By all accounts, Julian Robertson was a massively successful investor...

Robertson founded Tiger Management – one of the first hedge funds – in 1980. Over the next 18 years, the fund returned nearly 32% annually after fees.

Compare that with the S&P 500's paltry 13% annual return over the same period. It's the difference between turning $1,000 into $8,600 versus turning it into $142,000.

But the fund's ending wasn't nearly as happy. Robertson made some costly mistakes during the dot-com bubble that led Tiger to close in March 2000.

The issue was that Robertson let certain macro trends get in the way of his usual playbook.

One surefire way to tank your portfolio is by holding on to your beliefs until they aren't convenient anymore... especially as new information comes to light.

Today, we'll explain how you can avoid these pitfalls and continue to invest with confidence.

The world collapses... and so does your portfolio's value.

Two incorrect macro calls sank Robertson and Tiger Management.

First, he made a bad bet against the Japanese yen. Robertson saw that the Japanese economy was in a bit of a bubble – asset prices were soaring, artificially inflating its currency.

He didn't account for the Japanese government buying its own currency and selling other currencies to prop up the yen.

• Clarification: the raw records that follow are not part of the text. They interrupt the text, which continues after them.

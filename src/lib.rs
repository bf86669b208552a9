//! Garagebook: a client-side inventory manager for physical assets.
//!
//! Garagebook keeps a local, typed view of a remote inventory service and
//! provides:
//! - A typed HTTP client over the service's REST endpoints
//! - Aggregation of flat category/file arrays into per-item trees
//! - Fan-out search across enabled entity kinds with all-or-nothing results
//! - Mutation orchestration with refetch-based refresh and conflict guarding
//! - A central state store feeding whatever shell sits on top
//!
//! # Architecture
//!
//! The crate follows a layered architecture pattern:
//!
//! ```text
//! ┌─────────────────────────────────────────────────────┐
//! │  Shell (main.rs, CLI feature)                       │  ← Entry point
//! └─────────────────────────────────────────────────────┘
//!                        │
//! ┌─────────────────────────────────────────────────────┐
//! │  Application Layer (app/)                           │  ← State store
//! │  - Mutation orchestration                           │  ← Business logic
//! │  - Download scheduling                              │
//! └─────────────────────────────────────────────────────┘
//!         │                    │                    │
//! ┌───────────────┐   ┌───────────────┐   ┌───────────────┐
//! │ Search Layer  │   │ Client Layer  │   │ Storage Layer │
//! │ (search/)     │   │ (client/)     │   │ (storage/)    │
//! │ - Fan-out     │   │ - REST calls  │   │ - Selection   │
//! │ - Fan-in      │   │ - Decoding    │   │   persistence │
//! └───────────────┘   └───────────────┘   └───────────────┘
//!         │                    │                    │
//! ┌─────────────────────────────────────────────────────┐
//! │  Aggregation & Domain Layers                        │
//! │  - Item/Category/File trees (aggregate/)            │
//! │  - Error types (domain/error)                       │
//! │  - Inventory model (domain/item, domain/car)        │
//! └─────────────────────────────────────────────────────┘
//! ```
//!
//! # Modules
//!
//! - [`app`]: State store, mutation orchestrator, download scheduler
//! - [`aggregate`]: Relational aggregation and selection sessions
//! - [`client`]: Typed HTTP client over the inventory REST API
//! - [`domain`]: Core domain types (items, cars, errors)
//! - [`search`]: Fan-out/fan-in search coordination
//! - [`storage`]: JSON file persistence for the item selection
//!
//! # Example
//!
//! ```no_run
//! use std::sync::Arc;
//! use std::time::Duration;
//!
//! use garagebook::app::{shared, AppState, MutationOrchestrator};
//! use garagebook::client::HttpInventoryClient;
//! use garagebook::Config;
//!
//! # async fn run() -> garagebook::Result<()> {
//! let config = Config::from_env();
//! let client = Arc::new(HttpInventoryClient::new(
//!     &config.base_url,
//!     Duration::from_secs(config.request_timeout_secs),
//! )?);
//! let state = shared(AppState::new());
//!
//! let orchestrator = MutationOrchestrator::new(client, Arc::clone(&state));
//! orchestrator.refresh().await;
//! # Ok(())
//! # }
//! ```

pub mod aggregate;
pub mod app;
pub mod client;
pub mod domain;
pub mod search;
pub mod storage;

pub use app::{AppState, MutationOrchestrator, SharedState};
pub use client::{HttpInventoryClient, InventoryApi};
pub use domain::{GaragebookError, Item, Result};
pub use search::{SearchCoordinator, SearchHit, SearchKind};

use serde::Deserialize;
use std::path::Path;

/// Runtime configuration, read from a TOML file or the environment.
///
/// # Example
///
/// ```toml
/// # garagebook.toml
/// base_url = "http://localhost:4000/api"
/// request_timeout_secs = 10
/// download_stagger_ms = 500
/// default_owner = "put_user_id_here"
/// trace_level = "debug"
/// ```
#[derive(Debug, Clone, Deserialize)]
#[serde(default)]
pub struct Config {
    /// Base URL of the inventory service API, including the path prefix.
    ///
    /// Default: `http://localhost:4000/api`
    pub base_url: String,

    /// Per-request timeout in seconds. Default: 10
    pub request_timeout_secs: u64,

    /// Delay between consecutive scheduled image downloads, in milliseconds.
    ///
    /// Default: 500
    pub download_stagger_ms: u64,

    /// Owner id stamped onto newly created cars when none is given.
    pub default_owner: Option<String>,

    /// Tracing level filter.
    ///
    /// Options: `trace`, `debug`, `info`, `warn`, `error`. Default: `"info"`
    pub trace_level: Option<String>,
}

impl Default for Config {
    fn default() -> Self {
        Self {
            base_url: "http://localhost:4000/api".to_string(),
            request_timeout_secs: 10,
            download_stagger_ms: 500,
            default_owner: None,
            trace_level: None,
        }
    }
}

impl Config {
    /// Builds a configuration from `GARAGEBOOK_*` environment variables,
    /// falling back to defaults for anything unset.
    ///
    /// Recognized variables: `GARAGEBOOK_BASE_URL`,
    /// `GARAGEBOOK_REQUEST_TIMEOUT_SECS`, `GARAGEBOOK_DOWNLOAD_STAGGER_MS`,
    /// `GARAGEBOOK_DEFAULT_OWNER`, `GARAGEBOOK_TRACE_LEVEL`. Unparsable
    /// numeric values fall back to their defaults.
    #[must_use]
    pub fn from_env() -> Self {
        let defaults = Self::default();

        Self {
            base_url: std::env::var("GARAGEBOOK_BASE_URL").unwrap_or(defaults.base_url),
            request_timeout_secs: std::env::var("GARAGEBOOK_REQUEST_TIMEOUT_SECS")
                .ok()
                .and_then(|s| s.parse().ok())
                .unwrap_or(defaults.request_timeout_secs),
            download_stagger_ms: std::env::var("GARAGEBOOK_DOWNLOAD_STAGGER_MS")
                .ok()
                .and_then(|s| s.parse().ok())
                .unwrap_or(defaults.download_stagger_ms),
            default_owner: std::env::var("GARAGEBOOK_DEFAULT_OWNER").ok(),
            trace_level: std::env::var("GARAGEBOOK_TRACE_LEVEL").ok(),
        }
    }

    /// Loads a configuration from a TOML file.
    ///
    /// Missing keys take their default values.
    ///
    /// # Errors
    ///
    /// Returns [`GaragebookError::Config`] when the file cannot be read or
    /// does not parse as TOML.
    pub fn from_file(path: &Path) -> Result<Self> {
        let contents = std::fs::read_to_string(path).map_err(|e| {
            GaragebookError::Config(format!("cannot read {}: {e}", path.display()))
        })?;
        toml::from_str(&contents)
            .map_err(|e| GaragebookError::Config(format!("invalid config {}: {e}", path.display())))
    }
}

/// Installs the global tracing subscriber.
///
/// The filter comes from `RUST_LOG` when set, otherwise from the
/// configuration's `trace_level`, otherwise `info`. Calling this twice is
/// harmless; the second call is ignored.
pub fn init_tracing(config: &Config) {
    let fallback = config.trace_level.as_deref().unwrap_or("info");
    let filter = tracing_subscriber::EnvFilter::try_from_default_env()
        .unwrap_or_else(|_| tracing_subscriber::EnvFilter::new(fallback));

    let _ = tracing_subscriber::fmt()
        .with_env_filter(filter)
        .with_writer(std::io::stderr)
        .try_init();
}
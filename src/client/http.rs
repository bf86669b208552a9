//! Reqwest-backed inventory API client.
//!
//! This module implements [`InventoryApi`] against a configured base URL. It is
//! a thin request-shaping layer: endpoint paths, JSON decoding, and mapping of
//! HTTP failures into the crate's error taxonomy. No business logic, no retries,
//! one attempt per call.

use async_trait::async_trait;
use reqwest::Client;
use serde::de::DeserializeOwned;
use serde::Deserialize;
use std::time::Duration;
use url::Url;

use super::backend::InventoryApi;
use crate::domain::error::{GaragebookError, Result};
use crate::domain::{Car, CarDraft, CarSearchHit, FileEntry, Item};

/// User agent sent with every request.
const USER_AGENT: &str = concat!("garagebook/", env!("CARGO_PKG_VERSION"));

/// Envelope of the aggregated car search response.
#[derive(Debug, Deserialize)]
struct CarsEnvelope {
    #[serde(default)]
    cars: Vec<CarSearchHit>,
}

/// Envelope of the file search response.
#[derive(Debug, Deserialize)]
struct FilesEnvelope {
    #[serde(default)]
    files: Vec<FileEntry>,
}

/// HTTP client for the remote inventory API.
///
/// Holds one pooled `reqwest::Client` with a fixed timeout. The base URL is the
/// single piece of external configuration, e.g. `http://localhost:4000/api`.
#[derive(Debug)]
pub struct HttpInventoryClient {
    client: Client,
    base_url: String,
}

impl HttpInventoryClient {
    /// Creates a client against the given base URL.
    ///
    /// The URL is validated eagerly so a typo in configuration fails at startup
    /// rather than on the first request. A trailing slash is tolerated.
    ///
    /// # Errors
    ///
    /// Returns `Config` if the base URL does not parse or the underlying HTTP
    /// client cannot be constructed.
    pub fn new(base_url: &str, timeout: Duration) -> Result<Self> {
        Url::parse(base_url)
            .map_err(|e| GaragebookError::Config(format!("invalid base URL {base_url:?}: {e}")))?;

        let client = Client::builder()
            .timeout(timeout)
            .user_agent(USER_AGENT)
            .build()
            .map_err(|e| GaragebookError::Config(format!("failed to build HTTP client: {e}")))?;

        Ok(Self {
            client,
            base_url: base_url.trim_end_matches('/').to_string(),
        })
    }

    fn endpoint(&self, path: &str) -> String {
        format!("{}/{}", self.base_url, path)
    }

    /// Sends a request and decodes the JSON body, mapping failures into the
    /// error taxonomy.
    async fn decode_json<T: DeserializeOwned>(response: reqwest::Response) -> Result<T> {
        let status = response.status().as_u16();
        let body = response
            .text()
            .await
            .map_err(|e| GaragebookError::Network(format!("failed to read response body: {e}")))?;

        if !(200..300).contains(&status) {
            return Err(classify_failure(status, &body));
        }

        serde_json::from_str(&body).map_err(|e| GaragebookError::Server {
            status,
            message: format!("failed to decode response body: {e}"),
        })
    }

    async fn get_json<T: DeserializeOwned>(&self, path: &str, query: &[(&str, &str)]) -> Result<T> {
        let url = self.endpoint(path);
        tracing::debug!(url = %url, "GET");

        let response = self
            .client
            .get(&url)
            .query(query)
            .send()
            .await
            .map_err(into_network_error)?;

        Self::decode_json(response).await
    }
}

/// Maps a transport-level failure (no response observed) into `Network`.
fn into_network_error(e: reqwest::Error) -> GaragebookError {
    if e.is_timeout() {
        GaragebookError::Network(format!("request timed out: {e}"))
    } else {
        GaragebookError::Network(e.to_string())
    }
}

/// Classifies a non-2xx response into the error taxonomy.
///
/// A payload rejection (400 or 422 carrying a structured `message`/`error`
/// field) becomes `Validation`; every other failure status becomes `Server`.
/// The message falls back to the raw body, then to the bare status code.
fn classify_failure(status: u16, body: &str) -> GaragebookError {
    let structured_message = serde_json::from_str::<serde_json::Value>(body)
        .ok()
        .and_then(|v| {
            v.get("message")
                .or_else(|| v.get("error"))
                .and_then(|m| m.as_str())
                .map(str::to_string)
        });

    let message = structured_message.clone().unwrap_or_else(|| {
        let trimmed = body.trim();
        if trimmed.is_empty() {
            format!("HTTP {status}")
        } else {
            trimmed.to_string()
        }
    });

    if matches!(status, 400 | 422) && structured_message.is_some() {
        GaragebookError::Validation { status, message }
    } else {
        GaragebookError::Server { status, message }
    }
}

#[async_trait]
impl InventoryApi for HttpInventoryClient {
    async fn list(&self) -> Result<Vec<Item>> {
        self.get_json("items", &[]).await
    }

    async fn create(&self, item: &Item) -> Result<Item> {
        let url = self.endpoint("items");
        tracing::debug!(url = %url, "POST item");

        let response = self
            .client
            .post(&url)
            .json(item)
            .send()
            .await
            .map_err(into_network_error)?;

        Self::decode_json(response).await
    }

    async fn update(&self, id: &str, item: &Item) -> Result<Item> {
        // Caller-side misuse; never issue the request.
        if id.trim().is_empty() {
            return Err(GaragebookError::Precondition("item id is missing".to_string()));
        }

        let url = self.endpoint(&format!("items/{id}"));
        tracing::debug!(url = %url, "PUT item");

        let response = self
            .client
            .put(&url)
            .json(item)
            .send()
            .await
            .map_err(into_network_error)?;

        Self::decode_json(response).await
    }

    async fn delete(&self, id: &str) -> Result<()> {
        let url = self.endpoint(&format!("items/{id}"));
        tracing::debug!(url = %url, "DELETE item");

        let response = self
            .client
            .delete(&url)
            .send()
            .await
            .map_err(into_network_error)?;

        let status = response.status().as_u16();
        if (200..300).contains(&status) {
            return Ok(());
        }

        let body = response
            .text()
            .await
            .map_err(|e| GaragebookError::Network(format!("failed to read response body: {e}")))?;
        Err(classify_failure(status, &body))
    }

    async fn search_items(&self, term: &str) -> Result<Vec<Item>> {
        self.get_json("items/search", &[("term", term)]).await
    }

    async fn search_cars(&self, term: &str) -> Result<Vec<CarSearchHit>> {
        let envelope: CarsEnvelope = self.get_json("search", &[("term", term)]).await?;
        Ok(envelope.cars)
    }

    async fn search_files(&self, term: &str) -> Result<Vec<FileEntry>> {
        let envelope: FilesEnvelope = self.get_json("search", &[("term", term)]).await?;
        Ok(envelope.files)
    }

    async fn create_car(&self, draft: &CarDraft) -> Result<Car> {
        let url = self.endpoint("classic-cars");
        tracing::debug!(url = %url, car_name = %draft.name, "POST classic car");

        let response = self
            .client
            .post(&url)
            .json(draft)
            .send()
            .await
            .map_err(into_network_error)?;

        Self::decode_json(response).await
    }
}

That bet cost Tiger 10% of its value.

But Robertson's bigger mistake was giving up on his process during the dot-com bubble. You see, he knew the bubble was just that – an overreaction. He expected the market to come to its senses. But he couldn't take the pain along the way.

Tiger didn't have much tech exposure at first. The fund started to underperform the market. So Robertson ate his words and invested in tech between 1998 and 2000... right at the peak.

Tiger lost more than 50% of its value in 2000. Robertson was forced to close up shop.

In the end, investors didn't have confidence in his process. And he clearly didn't, either. Robertson gave up because the macro environment seemed to be getting the best of him.

Macro factors often become folks' biggest worry...

After all, they affect almost all aspects of our lives.

Economic growth directly impacts our cost of living, influences our jobs, determines our vacation plans, etc.

For members of our team, stressors can be about everything and anything...

From the Turkish election... to U.S. debt headwalls and a potential recession... to whether or not recent gross-domestic-product growth is sustainable in the Philippines... all these are huge challenges.

And yet, many investors have tried to bet on macro... only to crash on the rocks of a poorly mapped shoreline.

When folks start betting on macro, they're betting on uncharted territory. Julian Robertson wasn't a tech investor... So when he invested in tech, he was doing so as a reaction to the macro environment that was sending tech stocks higher. 

At the end of the day, investors often just get things wrong thanks to their investment framework.

Building a smart and reliable process is key for smart investors...

Regular readers know we love the mantra "strong opinions, weakly held." The issue is that many macro-focused people do the opposite. They have weak views... but they hold on to them for longer than they should.

And that means they crack at the last possible moment.

We've been in a strong rally for the past several months. Many investors are questioning if we're entering a new bull market. Maybe we all got it wrong... Maybe artificial intelligence is going to solve our economic woes... Maybe labor shortages are fixed... Maybe inflation is about to plummet...

It's easy to talk yourself in circles with "maybes." This is why having a repeatable framework is so important.

A structurally sound, repeatable process gives you confidence in your long-term decisions... even when the market disagrees for a few months. Likewise, it can give you the confidence to change your mind.

You should never switch your strategy just because the initial results don't look like you expected. That's following the results, not the process.

The current rally doesn't mean all of last year's issues have magically gone away... And by sticking to a clear-cut process, we can check and recheck how our broader outlook is holding up.

One of our favorite tools is called the Timetable Investor...

We wrote about it in detail earlier this week. The Timetable Investor is our monthly market "checkup." It helps us keep track of our market outlook... so we can navigate short-term moves with an eye on the long term.

Right now, the Timetable Investor shows us that credit signals are still tightening. That's a hallmark of a bear market environment. And it fits right in with our overall view of the markets.

All in all, the data still says the economy is facing credit destruction. This will make it harder to access funding and liquidity, putting a damper on market growth.

Using our repeatable Timetable Investor framework, we'll continue to watch that indicator until the trend reverses. Then, we can have confidence in our decision to switch investment styles. There's no need to get distracted by the market "noise."

Stay cautious and stay vigilant. Keep your framework at the forefront of your investing decisions.